# TASK
Please write out the records exactly.

# LISTED ENTRIES

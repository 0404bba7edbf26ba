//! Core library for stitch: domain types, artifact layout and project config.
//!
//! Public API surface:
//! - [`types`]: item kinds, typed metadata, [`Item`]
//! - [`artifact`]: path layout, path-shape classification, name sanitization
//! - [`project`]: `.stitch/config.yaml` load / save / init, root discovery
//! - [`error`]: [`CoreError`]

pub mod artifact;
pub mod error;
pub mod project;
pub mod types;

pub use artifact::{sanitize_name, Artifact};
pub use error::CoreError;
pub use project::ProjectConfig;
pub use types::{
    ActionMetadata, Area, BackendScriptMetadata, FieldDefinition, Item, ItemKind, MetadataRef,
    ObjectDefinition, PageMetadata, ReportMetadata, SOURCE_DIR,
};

# RESULT OF THE TASK
repository 0404bba7edbf26ba
//! Core library for stitch: domain types, artifact layout and project config.
//!
//! Public API surface:
//! - [`types`]: item kinds, typed metadata, [`Item`]
//! - [`artifact`]: path layout, path-shape classification, name sanitization
//! - [`project`]: `.stitch/config.yaml` load / save / init, root discovery
//! - [`error`]: [`CoreError`]

pub mod artifact;
pub mod error;
pub mod project;
pub mod types;

pub use artifact::{sanitize_name, Artifact};
pub use error::CoreError;
pub use project::ProjectConfig;
pub use types::{
    ActionMetadata, Area, BackendScriptMetadata, FieldDefinition, Item, ItemKind, MetadataRef,
    ObjectDefinition, PageMetadata, ReportMetadata, SOURCE_DIR,
};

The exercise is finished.